Keep only the lines of the data below that contain "processing", and copy them.
┌─ Data for the task
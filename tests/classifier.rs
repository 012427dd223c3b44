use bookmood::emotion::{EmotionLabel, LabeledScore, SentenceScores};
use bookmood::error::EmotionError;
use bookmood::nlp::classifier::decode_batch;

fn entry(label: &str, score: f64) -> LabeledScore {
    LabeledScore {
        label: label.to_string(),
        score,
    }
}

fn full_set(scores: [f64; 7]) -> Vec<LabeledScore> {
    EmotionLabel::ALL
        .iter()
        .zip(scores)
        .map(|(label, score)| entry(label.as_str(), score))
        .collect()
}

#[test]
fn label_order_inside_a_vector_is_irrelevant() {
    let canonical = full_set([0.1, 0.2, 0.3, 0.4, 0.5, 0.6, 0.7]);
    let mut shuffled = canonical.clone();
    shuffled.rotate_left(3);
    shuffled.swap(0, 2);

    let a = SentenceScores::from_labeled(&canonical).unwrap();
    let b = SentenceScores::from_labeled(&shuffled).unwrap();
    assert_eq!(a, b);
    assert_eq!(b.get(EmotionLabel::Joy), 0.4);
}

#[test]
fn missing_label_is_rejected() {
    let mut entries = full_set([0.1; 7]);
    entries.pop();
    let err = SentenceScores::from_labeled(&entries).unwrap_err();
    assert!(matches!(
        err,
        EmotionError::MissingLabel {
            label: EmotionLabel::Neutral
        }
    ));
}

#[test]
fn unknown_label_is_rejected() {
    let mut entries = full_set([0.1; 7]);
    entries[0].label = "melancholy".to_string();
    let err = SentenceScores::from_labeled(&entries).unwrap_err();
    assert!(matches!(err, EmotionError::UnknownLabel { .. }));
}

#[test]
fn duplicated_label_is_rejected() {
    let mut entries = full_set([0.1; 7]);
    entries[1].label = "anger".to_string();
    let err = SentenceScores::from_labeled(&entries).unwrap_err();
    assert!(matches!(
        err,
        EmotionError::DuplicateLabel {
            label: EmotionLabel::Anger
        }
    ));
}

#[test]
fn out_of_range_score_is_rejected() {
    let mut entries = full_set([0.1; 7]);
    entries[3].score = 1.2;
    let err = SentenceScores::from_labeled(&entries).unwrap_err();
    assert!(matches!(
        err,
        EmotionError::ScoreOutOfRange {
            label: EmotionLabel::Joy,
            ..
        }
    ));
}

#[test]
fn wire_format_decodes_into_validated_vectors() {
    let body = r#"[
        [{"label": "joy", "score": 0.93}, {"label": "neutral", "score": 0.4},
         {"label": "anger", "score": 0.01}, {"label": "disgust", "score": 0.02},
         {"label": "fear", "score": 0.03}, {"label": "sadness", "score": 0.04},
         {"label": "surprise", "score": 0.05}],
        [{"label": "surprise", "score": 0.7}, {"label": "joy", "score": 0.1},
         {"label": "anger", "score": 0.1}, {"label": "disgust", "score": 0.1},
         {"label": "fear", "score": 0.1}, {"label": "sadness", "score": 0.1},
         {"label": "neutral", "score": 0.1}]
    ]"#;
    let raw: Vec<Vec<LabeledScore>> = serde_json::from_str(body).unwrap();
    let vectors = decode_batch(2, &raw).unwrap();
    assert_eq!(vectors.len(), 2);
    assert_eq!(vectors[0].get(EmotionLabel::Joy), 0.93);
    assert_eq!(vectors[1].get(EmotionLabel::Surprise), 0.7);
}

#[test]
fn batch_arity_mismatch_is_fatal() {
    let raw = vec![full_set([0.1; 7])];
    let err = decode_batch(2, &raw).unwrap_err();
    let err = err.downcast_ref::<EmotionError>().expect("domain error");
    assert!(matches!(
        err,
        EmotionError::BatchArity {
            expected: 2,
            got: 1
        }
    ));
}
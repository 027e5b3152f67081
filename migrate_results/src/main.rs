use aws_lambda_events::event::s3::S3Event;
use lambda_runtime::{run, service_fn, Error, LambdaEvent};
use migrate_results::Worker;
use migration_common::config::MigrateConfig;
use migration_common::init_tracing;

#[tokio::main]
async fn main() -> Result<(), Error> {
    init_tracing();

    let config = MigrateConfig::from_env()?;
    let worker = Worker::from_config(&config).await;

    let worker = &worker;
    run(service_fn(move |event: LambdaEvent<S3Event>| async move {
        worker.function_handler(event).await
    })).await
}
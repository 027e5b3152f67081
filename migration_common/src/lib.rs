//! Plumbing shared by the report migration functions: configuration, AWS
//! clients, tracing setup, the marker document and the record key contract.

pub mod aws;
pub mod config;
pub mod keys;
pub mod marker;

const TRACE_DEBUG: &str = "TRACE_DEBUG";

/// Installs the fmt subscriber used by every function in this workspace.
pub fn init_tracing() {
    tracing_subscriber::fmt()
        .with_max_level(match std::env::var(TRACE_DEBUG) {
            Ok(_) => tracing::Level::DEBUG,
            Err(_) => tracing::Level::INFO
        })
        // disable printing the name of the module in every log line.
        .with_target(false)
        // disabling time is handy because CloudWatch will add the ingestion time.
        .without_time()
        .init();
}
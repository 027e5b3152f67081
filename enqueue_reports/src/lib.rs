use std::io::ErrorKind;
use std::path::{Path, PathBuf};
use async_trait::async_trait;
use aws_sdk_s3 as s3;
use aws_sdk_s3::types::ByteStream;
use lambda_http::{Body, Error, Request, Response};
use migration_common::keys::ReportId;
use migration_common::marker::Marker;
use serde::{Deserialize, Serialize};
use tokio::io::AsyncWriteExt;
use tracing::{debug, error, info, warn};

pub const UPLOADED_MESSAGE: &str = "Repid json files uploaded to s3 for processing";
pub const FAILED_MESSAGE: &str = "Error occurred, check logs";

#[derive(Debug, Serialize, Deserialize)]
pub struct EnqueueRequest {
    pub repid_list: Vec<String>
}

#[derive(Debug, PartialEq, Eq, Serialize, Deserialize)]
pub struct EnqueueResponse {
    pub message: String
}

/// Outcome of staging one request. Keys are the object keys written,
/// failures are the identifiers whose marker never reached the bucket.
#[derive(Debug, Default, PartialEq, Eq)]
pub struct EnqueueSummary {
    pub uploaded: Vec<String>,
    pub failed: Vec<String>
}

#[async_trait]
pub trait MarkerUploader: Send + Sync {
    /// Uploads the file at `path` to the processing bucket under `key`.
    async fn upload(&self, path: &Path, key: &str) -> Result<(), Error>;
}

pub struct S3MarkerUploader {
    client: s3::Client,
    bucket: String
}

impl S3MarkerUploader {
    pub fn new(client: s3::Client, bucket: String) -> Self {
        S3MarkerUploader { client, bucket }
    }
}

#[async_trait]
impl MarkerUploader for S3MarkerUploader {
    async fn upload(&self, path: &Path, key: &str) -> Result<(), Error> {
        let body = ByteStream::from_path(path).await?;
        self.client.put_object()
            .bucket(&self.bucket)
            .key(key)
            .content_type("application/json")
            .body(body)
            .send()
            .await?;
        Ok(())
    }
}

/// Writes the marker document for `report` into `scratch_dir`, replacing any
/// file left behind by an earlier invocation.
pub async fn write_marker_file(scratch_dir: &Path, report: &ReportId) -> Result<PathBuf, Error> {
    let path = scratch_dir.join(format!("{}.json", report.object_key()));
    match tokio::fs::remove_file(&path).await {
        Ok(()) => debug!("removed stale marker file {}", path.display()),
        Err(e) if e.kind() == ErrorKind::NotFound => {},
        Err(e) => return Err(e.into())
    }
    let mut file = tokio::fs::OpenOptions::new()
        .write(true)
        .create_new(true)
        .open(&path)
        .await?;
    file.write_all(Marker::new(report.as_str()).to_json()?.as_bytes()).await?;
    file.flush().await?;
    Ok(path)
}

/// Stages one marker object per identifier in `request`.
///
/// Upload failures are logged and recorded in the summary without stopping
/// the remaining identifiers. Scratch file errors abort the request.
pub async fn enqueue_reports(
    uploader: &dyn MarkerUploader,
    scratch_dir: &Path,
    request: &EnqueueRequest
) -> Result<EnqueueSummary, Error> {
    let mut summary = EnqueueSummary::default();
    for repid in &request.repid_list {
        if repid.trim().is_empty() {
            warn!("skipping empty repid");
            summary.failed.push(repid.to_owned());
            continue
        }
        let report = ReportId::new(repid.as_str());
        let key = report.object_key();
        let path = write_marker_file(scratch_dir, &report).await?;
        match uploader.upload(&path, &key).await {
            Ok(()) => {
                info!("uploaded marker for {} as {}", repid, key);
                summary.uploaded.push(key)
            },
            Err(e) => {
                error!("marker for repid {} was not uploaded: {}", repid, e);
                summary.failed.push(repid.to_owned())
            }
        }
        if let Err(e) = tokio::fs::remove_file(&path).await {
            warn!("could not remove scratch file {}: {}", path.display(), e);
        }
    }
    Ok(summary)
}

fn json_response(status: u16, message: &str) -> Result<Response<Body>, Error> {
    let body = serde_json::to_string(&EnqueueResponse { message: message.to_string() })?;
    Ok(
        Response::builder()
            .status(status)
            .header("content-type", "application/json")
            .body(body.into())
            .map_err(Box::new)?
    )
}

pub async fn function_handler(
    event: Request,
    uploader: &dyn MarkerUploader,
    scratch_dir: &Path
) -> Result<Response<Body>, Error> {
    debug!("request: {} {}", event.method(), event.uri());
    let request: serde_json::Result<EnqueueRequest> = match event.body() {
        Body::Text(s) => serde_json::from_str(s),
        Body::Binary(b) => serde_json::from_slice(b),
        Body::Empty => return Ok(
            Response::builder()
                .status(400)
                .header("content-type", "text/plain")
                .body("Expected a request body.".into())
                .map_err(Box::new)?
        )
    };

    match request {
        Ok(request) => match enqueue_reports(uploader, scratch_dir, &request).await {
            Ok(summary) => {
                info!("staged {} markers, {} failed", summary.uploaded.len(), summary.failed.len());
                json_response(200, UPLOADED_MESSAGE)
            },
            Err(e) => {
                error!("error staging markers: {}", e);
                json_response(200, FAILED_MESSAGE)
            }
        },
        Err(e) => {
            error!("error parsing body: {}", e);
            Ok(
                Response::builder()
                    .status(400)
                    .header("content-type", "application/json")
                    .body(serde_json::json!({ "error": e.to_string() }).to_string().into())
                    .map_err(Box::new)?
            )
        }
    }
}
└─
- _Expected answer_:
pub const UPLOADED_MESSAGE: &str = "Repid json files uploaded to s3 for processing";
    /// Uploads the file at `path` to the processing bucket under `key`.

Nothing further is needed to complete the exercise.